Pada tahun 2015, René Redzepi mengakui bahwa sepanjang kariernya ia kerap menjadi perundung dan memperlakukan bawahannya secara semena-mena. Redzepi juga mengatakan bahwa ia harus menjalani banyak sesi terapi agar tidak lagi menjadi toxic chef. Meski Redzepi tidak sempurna, tapi self-awareness yang dimilikinya—sebagai chef maupun sebagai pemilik Noma—adalah sesuatu yang langka di dunia fine dining.
Fenomena yang Dianggap Wajar
Pada kenyataannya, toxic kitchen culture telah menjadi fenomena yang dianggap normal dan dipandang sebagai suatu keniscayaan. Hannah Selinger, mantan pekerja Momofuku—noodle bar yang didirikan oleh David Chang—mengaku bahwa ia masih memiliki trauma karena bekerja di bawah Chang. Menurutnya, Chang memiliki anger issue yang seringkali dilampiaskan kepada orang-orang yang bekerja di bawahnya. "The anger was always framed as a means to an end, part of Chang's quest to create 'the perfect restaurant'," tulis Selinger.
Sayangnya, budaya yang tidak sehat ini juga dimaklumi oleh para pekerja sendiri, sebab mereka merasa kondisi ini adalah satu-satunya jalan untuk meniti karier di industri kuliner yang kompetitif. Melalui sebuah esai di Eater, seorang mantan pekerja industri kuliner merefleksikan apa yang membuat para pekerja sulit untuk speak up mengenai kondisi yang mereka alami. Menurutnya, hal ini dikarenakan para pekerja di restoran merasa mereka tidak berdaya dan tidak memiliki pilihan. Sebab, karier mereka sepenuhnya bergantung pada chef-chef ternama yang menjadi atasan sekaligus mentor mereka. Sehingga pada akhirnya, budaya dan perilaku yang toxic di dapur menjadi kewajaran yang bebas dari pengawasan dan akuntabilitas.

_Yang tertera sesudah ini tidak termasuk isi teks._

//! Socket transport to the bridge engine.
//!
//! A [`Link`] owns one connected stream plus reusable scratch buffers, so the
//! per-block exchange does not allocate once the buffers have grown to the
//! host's block size.
//!
//! Sends and receives run against a deadline rather than a per-call timeout:
//! the socket timeout is re-armed with the time left before every syscall, so
//! a peer trickling bytes cannot stretch one exchange past its bound.

use crate::config::BridgeConfig;
use crate::error::{BridgeError, Result};
use crate::protocol::{self, Message, INPUT_CHANNELS, OUTPUT_CHANNELS};
use std::io::{self, Read, Write};
use std::net::{SocketAddr, TcpStream, ToSocketAddrs};
use std::time::{Duration, Instant};

/// Byte stream the bridge can talk over.
pub trait BridgeStream: Read + Write {
    /// Bound the next read or write to `timeout`.
    fn set_io_timeout(&mut self, timeout: Duration) -> io::Result<()>;
}

impl BridgeStream for TcpStream {
    fn set_io_timeout(&mut self, timeout: Duration) -> io::Result<()> {
        self.set_read_timeout(Some(timeout))?;
        self.set_write_timeout(Some(timeout))
    }
}

pub struct Link<S = TcpStream> {
    stream: S,
    tx: Vec<u8>,
    rx: Vec<u8>,
    io_timeout_ms: u64,
}

impl Link<TcpStream> {
    /// Open a socket to the configured engine address.
    ///
    /// The connect itself is bounded by `connect_timeout_ms`.
    pub fn connect(config: &BridgeConfig) -> Result<Self> {
        let addr = resolve(config)?;
        let mut stream = TcpStream::connect_timeout(&addr, config.connect_timeout())
            .map_err(|e| BridgeError::ConnectFailed(format!("{}: {}", addr, e)))?;

        // Small control messages must not sit in the Nagle buffer behind a block.
        if let Err(e) = stream.set_nodelay(true) {
            tracing::debug!("set_nodelay failed on {}: {}", addr, e);
        }
        stream.set_io_timeout(config.io_timeout())?;

        Ok(Self::new(stream, config.io_timeout_ms))
    }
}

impl<S: BridgeStream> Link<S> {
    pub fn new(stream: S, io_timeout_ms: u64) -> Self {
        Self {
            stream,
            tx: Vec::new(),
            rx: Vec::new(),
            io_timeout_ms,
        }
    }

    /// Deadline one full I/O timeout from now.
    pub fn deadline(&self) -> Instant {
        Instant::now() + Duration::from_millis(self.io_timeout_ms)
    }

    /// Queue a message in the outgoing buffer. Nothing is sent until [`Link::flush`].
    pub fn stage(&mut self, msg: &Message) {
        self.tx.reserve(msg.encoded_len());
        msg.encode(&mut self.tx);
    }

    /// Queue an audio block header followed by its input samples.
    pub fn stage_audio(&mut self, input: &[f32], frames: usize) {
        self.stage(&Message::AudioProcess {
            frames: frames as u32,
        });
        protocol::encode_samples(input, frames, INPUT_CHANNELS, &mut self.tx);
    }

    pub fn staged_len(&self) -> usize {
        self.tx.len()
    }

    /// Write everything staged, in order, as one contiguous send, finishing
    /// before `deadline`. The staging buffer is empty afterwards either way.
    pub fn flush(&mut self, deadline: Instant) -> Result<()> {
        if self.tx.is_empty() {
            return Ok(());
        }
        let result = write_all_by(&mut self.stream, &self.tx, deadline);
        self.tx.clear();
        result.map_err(|e| BridgeError::transport("send", e, self.io_timeout_ms))
    }

    /// Read exactly `frames * OUTPUT_CHANNELS` samples before `deadline`.
    ///
    /// Writes as many as fit into `output`; the rest of the payload is consumed
    /// and discarded so the stream stays aligned.
    pub fn recv_audio(
        &mut self,
        output: &mut [f32],
        frames: usize,
        deadline: Instant,
    ) -> Result<()> {
        let len = frames * OUTPUT_CHANNELS * 4;
        self.rx.resize(len, 0);
        read_exact_by(&mut self.stream, &mut self.rx, deadline)
            .map_err(|e| BridgeError::transport("recv audio", e, self.io_timeout_ms))?;
        protocol::decode_samples(&self.rx, output);
        Ok(())
    }

    pub fn get_ref(&self) -> &S {
        &self.stream
    }
}

/// Time left before `deadline`, or a `TimedOut` error once it has passed.
fn time_left(deadline: Instant) -> io::Result<Duration> {
    match deadline.checked_duration_since(Instant::now()) {
        Some(left) if !left.is_zero() => Ok(left),
        _ => Err(io::Error::new(io::ErrorKind::TimedOut, "deadline passed")),
    }
}

fn write_all_by<S: BridgeStream>(
    stream: &mut S,
    mut buf: &[u8],
    deadline: Instant,
) -> io::Result<()> {
    while !buf.is_empty() {
        stream.set_io_timeout(time_left(deadline)?)?;
        match stream.write(buf) {
            Ok(0) => return Err(io::ErrorKind::WriteZero.into()),
            Ok(n) => buf = &buf[n..],
            Err(e) if e.kind() == io::ErrorKind::Interrupted => {}
            Err(e) => return Err(e),
        }
    }
    stream.flush()
}

fn read_exact_by<S: BridgeStream>(
    stream: &mut S,
    mut buf: &mut [u8],
    deadline: Instant,
) -> io::Result<()> {
    while !buf.is_empty() {
        stream.set_io_timeout(time_left(deadline)?)?;
        match stream.read(buf) {
            Ok(0) => return Err(io::ErrorKind::UnexpectedEof.into()),
            Ok(n) => buf = &mut buf[n..],
            Err(e) if e.kind() == io::ErrorKind::Interrupted => {}
            Err(e) => return Err(e),
        }
    }
    Ok(())
}

fn resolve(config: &BridgeConfig) -> Result<SocketAddr> {
    let address = config.address();
    address
        .to_socket_addrs()
        .map_err(|e| BridgeError::ConnectFailed(format!("{}: {}", address, e)))?
        .next()
        .ok_or_else(|| BridgeError::ConnectFailed(format!("{}: no address", address)))
}
//! Host transport turned into MIDI realtime messages.
//!
//! Uses 32768 Hz, 120 BPM and 512-frame blocks so every block is exactly
//! 1/32 beat (0.75 clock pulses) and the clock arithmetic stays exact.

use crate::helpers::*;
use hwbridge::prelude::*;

const SAMPLE_RATE: u32 = 32768;
const FRAMES: usize = 512;
const BEATS_PER_BLOCK: f64 = 1.0 / 32.0;

fn playing(beat: f64) -> HostTransport {
    HostTransport {
        playing: true,
        beat,
        tempo: 120.0,
    }
}

fn stopped(beat: f64) -> HostTransport {
    HostTransport {
        playing: false,
        beat,
        tempo: 120.0,
    }
}

fn render(client: &BridgeClient, transport: HostTransport) {
    client.update_transport(transport, FRAMES);
    client.process_block(&ramp(FRAMES, INPUT_CHANNELS), FRAMES);
}

fn setup() -> (TestEngine, BridgeClient) {
    let engine = TestEngine::start();
    let client = engine.client();
    client.set_sample_rate(SAMPLE_RATE);
    (engine, client)
}

#[test]
fn test_play_from_start() {
    let (engine, client) = setup();
    render(&client, playing(0.0));

    assert_eq!(
        engine.state().midi,
        vec![
            MidiMessage::start(),
            MidiMessage::continue_(),
            MidiMessage::clock(),
        ]
    );
}

#[test]
fn test_resume_mid_song_sends_continue_only() {
    let (engine, client) = setup();
    render(&client, playing(4.0));

    // 96 pulses in, the block covers pulse 97
    assert_eq!(
        engine.state().midi,
        vec![MidiMessage::continue_(), MidiMessage::clock()]
    );
}

#[test]
fn test_stop_sends_single_stop() {
    let (engine, client) = setup();
    render(&client, playing(4.0));
    render(&client, stopped(4.0 + BEATS_PER_BLOCK));
    render(&client, stopped(4.0 + BEATS_PER_BLOCK));

    let midi = engine.state().midi.clone();
    assert_eq!(midi.last(), Some(&MidiMessage::stop()));
    assert_eq!(midi.iter().filter(|m| **m == MidiMessage::stop()).count(), 1);
}

#[test]
fn test_stopped_transport_sends_nothing() {
    let (engine, client) = setup();
    for _ in 0..4 {
        render(&client, stopped(0.0));
    }
    assert!(engine.state().midi.is_empty());
}

#[test]
fn test_one_beat_of_clocks() {
    let (engine, client) = setup();
    for block in 0..32 {
        render(&client, playing(block as f64 * BEATS_PER_BLOCK));
    }

    let midi = engine.state().midi.clone();
    let clocks = midi.iter().filter(|m| **m == MidiMessage::clock()).count();
    assert_eq!(clocks, 24);
    assert_eq!(midi[0], MidiMessage::start());
}
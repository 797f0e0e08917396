//! Reference engine for hwbridge
//!
//! Terminates the bridge protocol on the engine side: accepts one client at a
//! time, tracks the port, sample rate and controls it is sent, records MIDI and
//! answers each audio block through an [`Engine`]. Used by the `bridge-engine`
//! binary and by the integration tests.

pub mod config;
pub mod engine;
pub mod server;

pub use config::ServerConfig;
pub use engine::{EchoEngine, Engine, EngineState, Received};
pub use server::BridgeServer;

// Re-export shared types from hwbridge-client
pub use hwbridge_client::{BridgeError, MidiMessage, Result};
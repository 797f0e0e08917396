//! Error types for the bridge client

use thiserror::Error;

#[derive(Error, Debug)]
pub enum BridgeError {
    #[error("Bridge connection failed: {0}")]
    ConnectFailed(String),

    #[error("Handshake failed: {0}")]
    HandshakeFailed(String),

    #[error("Transport error: {0}")]
    Transport(String),

    #[error("Timeout after {duration_ms}ms: {operation}")]
    Timeout { operation: String, duration_ms: u64 },

    #[error("Invalid config: {0}")]
    InvalidConfig(String),

    #[error("Protocol error: {0}")]
    Protocol(String),

    #[error("IO error: {0}")]
    Io(#[from] std::io::Error),
}

impl BridgeError {
    /// Wrap an I/O failure from a send or receive on the bridge socket.
    ///
    /// Timeouts keep their own variant so callers can tell a hung peer from a closed one.
    pub(crate) fn transport(operation: &str, err: std::io::Error, timeout_ms: u64) -> Self {
        match err.kind() {
            std::io::ErrorKind::WouldBlock | std::io::ErrorKind::TimedOut => BridgeError::Timeout {
                operation: operation.to_string(),
                duration_ms: timeout_ms,
            },
            _ => BridgeError::Transport(format!("{}: {}", operation, err)),
        }
    }
}

pub type Result<T> = std::result::Result<T, BridgeError>;
//! Test helpers and fixtures for hwbridge integration tests
//!
//! Two kinds of peer:
//! - [`TestEngine`]: the reference server on its own tokio runtime, for
//!   end-to-end behaviour
//! - [`RawPeer`]: a plain blocking listener the test drives byte by byte, for
//!   handshakes, hung engines and dropped connections

#![allow(dead_code)]

use hwbridge::client::protocol::{HELLO, MIDI_CONTROL_CHANGE};
use hwbridge::prelude::*;
use hwbridge::server::{EngineState, Received};
use parking_lot::{Mutex, MutexGuard};
use std::io::Read;
use std::net::{SocketAddr, TcpListener, TcpStream};
use std::sync::Arc;
use std::time::{Duration, Instant};
use tokio::runtime::Runtime;

/// How long a test waits for the client to finish its handshake.
pub const READY_TIMEOUT: Duration = Duration::from_secs(5);

/// Hello, port, one CC per parameter, sample rate.
pub const WELCOME_LEN: usize = 4 + 2 + PARAM_COUNT * 4 + 5;

/// Client config with short intervals so reconnects happen quickly.
pub fn fast_config(port: u16) -> BridgeConfig {
    BridgeConfig {
        retry_interval_ms: 10,
        connect_timeout_ms: 500,
        io_timeout_ms: 1000,
        ..BridgeConfig::with_port(port)
    }
}

/// A loopback port nothing is listening on.
pub fn unused_port() -> u16 {
    let listener = TcpListener::bind("127.0.0.1:0").expect("Failed to bind probe listener");
    listener.local_addr().expect("No local addr").port()
}

/// Reference engine serving clients in the background.
pub struct TestEngine {
    runtime: Runtime,
    addr: SocketAddr,
    state: Arc<Mutex<EngineState>>,
}

impl TestEngine {
    pub fn start() -> Self {
        let runtime = Runtime::new().expect("Failed to create runtime");
        let server = runtime
            .block_on(BridgeServer::bind(ServerConfig::ephemeral()))
            .expect("Failed to bind test engine");
        let addr = server.local_addr().expect("No local addr");
        let state = server.state();
        runtime.spawn(server.run());

        Self {
            runtime,
            addr,
            state,
        }
    }

    pub fn config(&self) -> BridgeConfig {
        fast_config(self.addr.port())
    }

    /// Start a client against this engine and wait for its handshake.
    pub fn client(&self) -> BridgeClient {
        let client = BridgeClient::start(self.config()).expect("Failed to start client");
        assert!(
            client.wait_until_ready(READY_TIMEOUT),
            "client did not become ready"
        );
        client
    }

    pub fn state(&self) -> MutexGuard<'_, EngineState> {
        self.state.lock()
    }

    /// Messages received in the current session after the first `skip`.
    pub fn session_since(&self, skip: usize) -> Vec<Received> {
        self.state().current_session()[skip..].to_vec()
    }

    pub fn session_len(&self) -> usize {
        self.state().current_session().len()
    }
}

/// Blocking listener standing in for an engine.
pub struct RawPeer {
    listener: TcpListener,
}

impl RawPeer {
    pub fn bind() -> Self {
        Self::bind_port(0)
    }

    pub fn bind_port(port: u16) -> Self {
        let listener =
            TcpListener::bind(("127.0.0.1", port)).expect("Failed to bind raw peer");
        Self { listener }
    }

    pub fn port(&self) -> u16 {
        self.listener.local_addr().expect("No local addr").port()
    }

    /// Accept the next client without reading anything.
    pub fn accept(&self) -> TcpStream {
        let (stream, _) = self.listener.accept().expect("accept failed");
        stream
    }

    /// Accept the next client and consume its welcome.
    pub fn accept_welcome(&self) -> (TcpStream, Welcome) {
        let mut stream = self.accept();
        stream
            .set_read_timeout(Some(READY_TIMEOUT))
            .expect("set_read_timeout failed");
        let mut bytes = [0u8; WELCOME_LEN];
        stream.read_exact(&mut bytes).expect("short welcome");
        (stream, Welcome::parse(&bytes))
    }
}

/// Decoded welcome sequence.
#[derive(Debug, Clone, PartialEq)]
pub struct Welcome {
    pub port: u8,
    pub controls: [u8; PARAM_COUNT],
    pub sample_rate: u32,
}

impl Welcome {
    pub fn parse(bytes: &[u8; WELCOME_LEN]) -> Self {
        assert_eq!(&bytes[..4], &HELLO.to_ne_bytes(), "missing hello");
        assert_eq!(bytes[4], 3, "expected SetPort after hello");
        let port = bytes[5];

        let mut controls = [0u8; PARAM_COUNT];
        for (i, value) in controls.iter_mut().enumerate() {
            let at = 6 + i * 4;
            assert_eq!(bytes[at], 4, "expected MidiMessage for param {}", i);
            assert_eq!(bytes[at + 1], MIDI_CONTROL_CHANGE);
            assert_eq!(bytes[at + 2] as usize, i, "params out of order");
            *value = bytes[at + 3];
        }

        let at = 6 + PARAM_COUNT * 4;
        assert_eq!(bytes[at], 5, "expected SetSampleRate last");
        let mut rate = [0u8; 4];
        rate.copy_from_slice(&bytes[at + 1..at + 5]);

        Self {
            port,
            controls,
            sample_rate: u32::from_ne_bytes(rate),
        }
    }
}

/// Size of an `AudioProcess` request carrying `frames` frames.
pub fn audio_request_len(frames: usize) -> usize {
    1 + 4 + frames * INPUT_CHANNELS * 4
}

/// Deterministic interleaved test signal.
pub fn ramp(frames: usize, channels: usize) -> Vec<f32> {
    (0..frames * channels)
        .map(|i| ((i % 97) as f32 / 97.0) - 0.5)
        .collect()
}

/// Poll `cond` until it holds or `timeout` passes.
pub fn wait_for(timeout: Duration, mut cond: impl FnMut() -> bool) -> bool {
    let deadline = Instant::now() + timeout;
    while Instant::now() < deadline {
        if cond() {
            return true;
        }
        std::thread::sleep(Duration::from_millis(5));
    }
    cond()
}
//! Background connection manager.
//!
//! One named thread per client runs the connect → handshake → ready →
//! disconnect cycle until shutdown. The render path never connects; it only
//! observes `ready` and, on an I/O failure, clears it to hand the socket back
//! to this loop.

use crate::client::BridgeShared;
use crate::error::Result;
use crate::exchange;
use crate::transport::Link;
use parking_lot::{Condvar, Mutex};
use std::sync::atomic::{AtomicBool, AtomicU8, Ordering};
use std::sync::Arc;
use std::thread;
use std::time::{Duration, Instant};

/// Connection lifecycle as published by the manager thread.
#[derive(Debug, Clone, Copy, PartialEq, Eq, Default)]
#[repr(u8)]
pub enum ConnectionState {
    /// Not started, or stopped after shutdown
    #[default]
    Idle = 0,
    /// Backing off before the next connect attempt
    Connecting = 1,
    /// Socket open, sending the welcome sequence
    Handshaking = 2,
    /// Audio and control exchange permitted
    Ready = 3,
    /// Socket closed after a failure, about to retry
    Disconnected = 4,
}

impl ConnectionState {
    fn from_u8(val: u8) -> Self {
        match val {
            1 => ConnectionState::Connecting,
            2 => ConnectionState::Handshaking,
            3 => ConnectionState::Ready,
            4 => ConnectionState::Disconnected,
            _ => ConnectionState::Idle,
        }
    }
}

/// Socket slot plus lifecycle flags shared by the manager and the render path.
///
/// The `link` mutex is the exchange lock: the handshake and the per-block
/// exchange both hold it for their whole send/receive sequence.
pub(crate) struct Connection {
    link: Mutex<Option<Link>>,
    running: AtomicBool,
    ready: AtomicBool,
    state: AtomicU8,
    wake_lock: Mutex<()>,
    wake: Condvar,
}

impl Connection {
    pub fn new() -> Self {
        Self {
            link: Mutex::new(None),
            running: AtomicBool::new(true),
            ready: AtomicBool::new(false),
            state: AtomicU8::new(ConnectionState::Idle as u8),
            wake_lock: Mutex::new(()),
            wake: Condvar::new(),
        }
    }

    pub fn link(&self) -> &Mutex<Option<Link>> {
        &self.link
    }

    pub fn is_running(&self) -> bool {
        self.running.load(Ordering::Acquire)
    }

    pub fn is_ready(&self) -> bool {
        self.ready.load(Ordering::Acquire)
    }

    pub fn state(&self) -> ConnectionState {
        ConnectionState::from_u8(self.state.load(Ordering::Acquire))
    }

    pub fn set_state(&self, state: ConnectionState) {
        self.state.store(state as u8, Ordering::Release);
    }

    pub fn mark_ready(&self) {
        self.ready.store(true, Ordering::Release);
        self.set_state(ConnectionState::Ready);
        self.notify();
    }

    pub fn mark_not_ready(&self) {
        self.ready.store(false, Ordering::Release);
        self.set_state(ConnectionState::Disconnected);
        self.notify();
    }

    pub fn request_shutdown(&self) {
        self.running.store(false, Ordering::Release);
        self.notify();
    }

    /// Close the socket, if any, and clear `ready`. Returns whether a socket was open.
    pub fn disconnect(&self) -> bool {
        self.ready.store(false, Ordering::Release);
        self.link.lock().take().is_some()
    }

    fn notify(&self) {
        let _guard = self.wake_lock.lock();
        self.wake.notify_all();
    }

    /// Sleep for `interval` unless shutdown is requested first.
    ///
    /// Returns whether the client is still running.
    pub fn pause(&self, interval: Duration) -> bool {
        let deadline = Instant::now() + interval;
        let mut guard = self.wake_lock.lock();
        while self.is_running() {
            if self.wake.wait_until(&mut guard, deadline).timed_out() {
                break;
            }
        }
        self.is_running()
    }

    /// Block while connected and running, re-checking at least every `interval`.
    pub fn wait_while_ready(&self, interval: Duration) {
        let mut guard = self.wake_lock.lock();
        while self.is_running() && self.is_ready() {
            self.wake.wait_for(&mut guard, interval);
        }
    }

    /// Block until ready, shutdown, or `timeout`. Returns whether ready.
    pub fn wait_until_ready(&self, timeout: Duration) -> bool {
        let deadline = Instant::now() + timeout;
        let mut guard = self.wake_lock.lock();
        while !self.is_ready() {
            if !self.is_running() {
                return false;
            }
            if self.wake.wait_until(&mut guard, deadline).timed_out() {
                return self.is_ready();
            }
        }
        true
    }
}

/// Handle to the manager thread. Joins on shutdown.
pub(crate) struct ConnectionManager {
    thread_handle: Option<thread::JoinHandle<()>>,
}

impl ConnectionManager {
    pub fn spawn(shared: Arc<BridgeShared>) -> Result<Self> {
        let thread_handle = thread::Builder::new()
            .name("bridge-connection".to_string())
            .spawn(move || run(shared))?;
        Ok(Self {
            thread_handle: Some(thread_handle),
        })
    }

    pub fn join(&mut self) {
        if let Some(handle) = self.thread_handle.take() {
            if handle.join().is_err() {
                tracing::error!("bridge connection thread panicked");
            }
        }
    }
}

fn run(shared: Arc<BridgeShared>) {
    let conn = &shared.connection;
    let config = &shared.config;
    tracing::info!("bridge client started, engine at {}", config.address());

    while conn.is_running() {
        conn.set_state(ConnectionState::Connecting);
        if !conn.pause(config.retry_interval()) {
            break;
        }

        let link = match Link::connect(config) {
            Ok(link) => link,
            Err(e) => {
                tracing::debug!("connect attempt failed: {}", e);
                continue;
            }
        };

        conn.set_state(ConnectionState::Handshaking);
        if let Err(e) = exchange::welcome(&shared, link) {
            tracing::warn!("handshake failed: {}", e);
            conn.disconnect();
            conn.set_state(ConnectionState::Disconnected);
            continue;
        }
        tracing::info!("bridge connected to {}", config.address());

        conn.wait_while_ready(config.retry_interval());

        conn.disconnect();
        conn.set_state(ConnectionState::Disconnected);
        tracing::info!("bridge disconnected");
    }

    conn.disconnect();
    conn.set_state(ConnectionState::Idle);
    tracing::info!("bridge client stopped");
}
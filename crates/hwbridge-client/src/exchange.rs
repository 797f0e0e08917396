//! Welcome sequence and the per-block audio exchange.

use crate::client::BridgeShared;
use crate::error::{BridgeError, Result};
use crate::events::EventQueue;
use crate::protocol::{Message, OUTPUT_CHANNELS};
use crate::state::ControlState;
use crate::transport::{BridgeStream, Link};
use parking_lot::Mutex;
use std::time::Instant;

/// Send the handshake and a full resync, then publish the link as ready.
pub(crate) fn welcome(shared: &BridgeShared, mut link: Link) -> Result<()> {
    let mut slot = shared.connection.link().lock();
    send_welcome(&shared.control, &mut link)?;
    *slot = Some(link);
    shared.connection.mark_ready();
    Ok(())
}

/// Hello plus every control field, bounded by one I/O timeout.
fn send_welcome<S: BridgeStream>(control: &Mutex<ControlState>, link: &mut Link<S>) -> Result<()> {
    link.stage(&Message::Hello);
    for update in &control.lock().take_all() {
        link.stage(update);
    }
    let deadline = link.deadline();
    link.flush(deadline)
        .map_err(|e| BridgeError::HandshakeFailed(e.to_string()))
}

/// Exchange one audio block with the engine.
///
/// Always leaves `frames * OUTPUT_CHANNELS` samples (or as many as fit) in
/// `output`; they are silent when the bridge is not ready or the exchange fails.
/// Waiting for the socket, sending and receiving together finish within one
/// I/O timeout.
pub(crate) fn process(shared: &BridgeShared, input: &[f32], output: &mut [f32], frames: usize) {
    let count = (frames * OUTPUT_CHANNELS).min(output.len());
    let output = &mut output[..count];
    output.fill(0.0);

    let conn = &shared.connection;
    if !conn.is_ready() {
        return;
    }

    let deadline = Instant::now() + shared.config.io_timeout();
    let Some(mut slot) = conn.link().try_lock_until(deadline) else {
        return;
    };
    let Some(link) = slot.as_mut() else {
        return;
    };

    let control = &shared.control;
    if let Err(e) = exchange_block(control, &shared.events, link, input, output, frames, deadline) {
        output.fill(0.0);
        tracing::warn!("audio exchange failed: {}", e);
        *slot = None;
        conn.mark_not_ready();
    }
}

/// Dirty control state, then queued MIDI, then the audio block, in one send.
fn exchange_block<S: BridgeStream>(
    control: &Mutex<ControlState>,
    events: &EventQueue,
    link: &mut Link<S>,
    input: &[f32],
    output: &mut [f32],
    frames: usize,
    deadline: Instant,
) -> Result<()> {
    for update in &control.lock().take_dirty() {
        link.stage(update);
    }
    for msg in events.drain() {
        link.stage(&Message::Midi(msg));
    }
    link.stage_audio(input, frames);
    link.flush(deadline)?;
    link.recv_audio(output, frames, deadline)
}
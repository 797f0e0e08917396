//! Engine server configuration.

use hwbridge_client::protocol::{DEFAULT_HOST, DEFAULT_PORT};
use hwbridge_client::{BridgeError, Result};
use serde::{Deserialize, Serialize};

#[derive(Debug, Clone, PartialEq, Eq, Serialize, Deserialize)]
pub struct ServerConfig {
    pub bind_addr: String,
    /// Largest block accepted in one `AudioProcess` request.
    pub max_frames: u32,
    /// Keep a log of every received message and all non-parameter MIDI.
    /// Both grow with every block, so leave off for long-running engines.
    pub record: bool,
}

impl Default for ServerConfig {
    fn default() -> Self {
        Self {
            bind_addr: format!("{}:{}", DEFAULT_HOST, DEFAULT_PORT),
            max_frames: 65536,
            record: false,
        }
    }
}

impl ServerConfig {
    /// Recording engine on an OS-assigned loopback port, for tests and tooling.
    pub fn ephemeral() -> Self {
        Self {
            bind_addr: format!("{}:0", DEFAULT_HOST),
            record: true,
            ..Default::default()
        }
    }

    pub fn validate(&self) -> Result<()> {
        if self.bind_addr.is_empty() {
            return Err(BridgeError::InvalidConfig("bind_addr is empty".to_string()));
        }
        if self.max_frames == 0 {
            return Err(BridgeError::InvalidConfig(
                "max_frames must be non-zero".to_string(),
            ));
        }
        Ok(())
    }
}
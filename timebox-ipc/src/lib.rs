//! Timebox IPC Protocol
//!
//! Binary request/response protocol between the supervisor and a worker
//! process. Every frame starts with a 4-byte header (command byte plus 24-bit
//! big-endian total length); bodies use fixed-width big-endian integers and
//! length-prefixed short strings.

mod client;
mod error;
mod framing;
mod listener;
mod messages;
mod wire;

pub use client::Client;
pub use error::ConnectionError;
pub use framing::{frame_command, read_frame, write_frame, FrameError, FrameReader, FrameWriter};
pub use listener::{Handoff, WorkerConn};
pub use messages::{
    duration_nanos, Command, MessageHeader, PingMessage, PongMessage, ResultFlags, ResultItem,
    ResultMessage, RunMessage, WireMessage, PONG_MASK,
};
pub use wire::{
    CodecError, WireReader, WireWriter, HEADER_LEN, MAX_FRAME_LEN, MAX_SHORT_STRING_LEN,
};
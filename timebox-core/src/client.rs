//! Run Client
//!
//! Supervisor-side wrapper over the raw connection: carries the timeouts to
//! send with every request and converts replies into `RunResult`s.

use crate::result::RunResult;
use std::net::SocketAddr;
use std::time::Duration;
use timebox_ipc::{Client, ConnectionError, RunMessage};

pub struct RunClient {
    client: Client,
    problem_timeout: Option<Duration>,
    method_timeout: Option<Duration>,
    sequence: u32,
}

impl RunClient {
    pub fn connect(host: &str, port: u16) -> Result<Self, ConnectionError> {
        Ok(Self::from_client(Client::connect((host, port))?))
    }

    pub fn connect_timeout(addr: &SocketAddr, timeout: Duration) -> Result<Self, ConnectionError> {
        Ok(Self::from_client(Client::connect_timeout(addr, timeout)?))
    }

    fn from_client(client: Client) -> Self {
        Self {
            client,
            problem_timeout: None,
            method_timeout: None,
            sequence: 0,
        }
    }

    pub fn set_timeouts(&mut self, problem: Option<Duration>, method: Option<Duration>) {
        self.problem_timeout = problem;
        self.method_timeout = method;
    }

    /// Bound the wait for any single reply
    pub fn set_read_timeout(&self, timeout: Option<Duration>) -> Result<(), ConnectionError> {
        self.client.set_read_timeout(timeout)
    }

    /// Run `method` of `problem_id`; an empty method runs all of them
    pub fn run(&mut self, problem_id: u32, method: &str) -> Result<RunResult, ConnectionError> {
        let request = RunMessage::new(problem_id, method)
            .with_timeouts(self.problem_timeout, self.method_timeout);
        let reply = self.client.run(&request)?;
        Ok(RunResult::from(reply))
    }

    pub fn ping(&mut self) -> Result<(), ConnectionError> {
        self.sequence = self.sequence.wrapping_add(1);
        self.client.ping(self.sequence)
    }

    pub fn close(self) {
        self.client.close();
    }
}
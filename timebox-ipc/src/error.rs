//! Connection Errors

use crate::framing::FrameError;
use crate::wire::CodecError;
use std::io;
use thiserror::Error;

/// Failure on either end of a supervisor-worker connection
#[derive(Debug, Error)]
pub enum ConnectionError {
    #[error("I/O error: {0}")]
    Io(#[from] io::Error),

    #[error("frame error: {0}")]
    Frame(#[from] FrameError),

    #[error("codec error: {0}")]
    Codec(#[from] CodecError),

    #[error("pong sequence mismatch: expected {expected:#010x}, got {got:#010x}")]
    PongMismatch { expected: u32, got: u32 },

    #[error("no address to connect to")]
    NoAddress,

    /// Worker side only: the execution half of the handoff is gone
    #[error("handoff channel closed")]
    HandoffClosed,
}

Langkah yang dilakukan oleh Noma seharusnya bisa menjadi peringatan—bahkan contoh—bagi dunia kuliner, terutama fine dining. Keputusan Noma untuk berubah dari restoran menjadi food lab memang tidak akan secara otomatis menghapus semua permasalahan, tapi setidaknya pernyataan Redzepi membuktikan bahwa masih ada chef yang memiliki kesadaran dan mau mengambil langkah untuk berubah. Lagipula, bagi restoran fine dining yang menyajikan makanan dengan harga ratusan dolar, memberi upah yang layak dan menciptakan lingkungan kerja yang sehat seharusnya bukanlah hal yang mustahil.
Menyantap hidangan lezat yang disiapkan dengan sepenuh hati oleh orang-orang yang memahami seni memasak, sejatinya bisa menjadi pengalaman yang memantik kenikmatan dan kebahagiaan. Namun sungguh ironis, apabila restoran yang bertekad membuat para pengunjung bahagia justru malah menjadi mimpi buruk bagi para pekerjanya.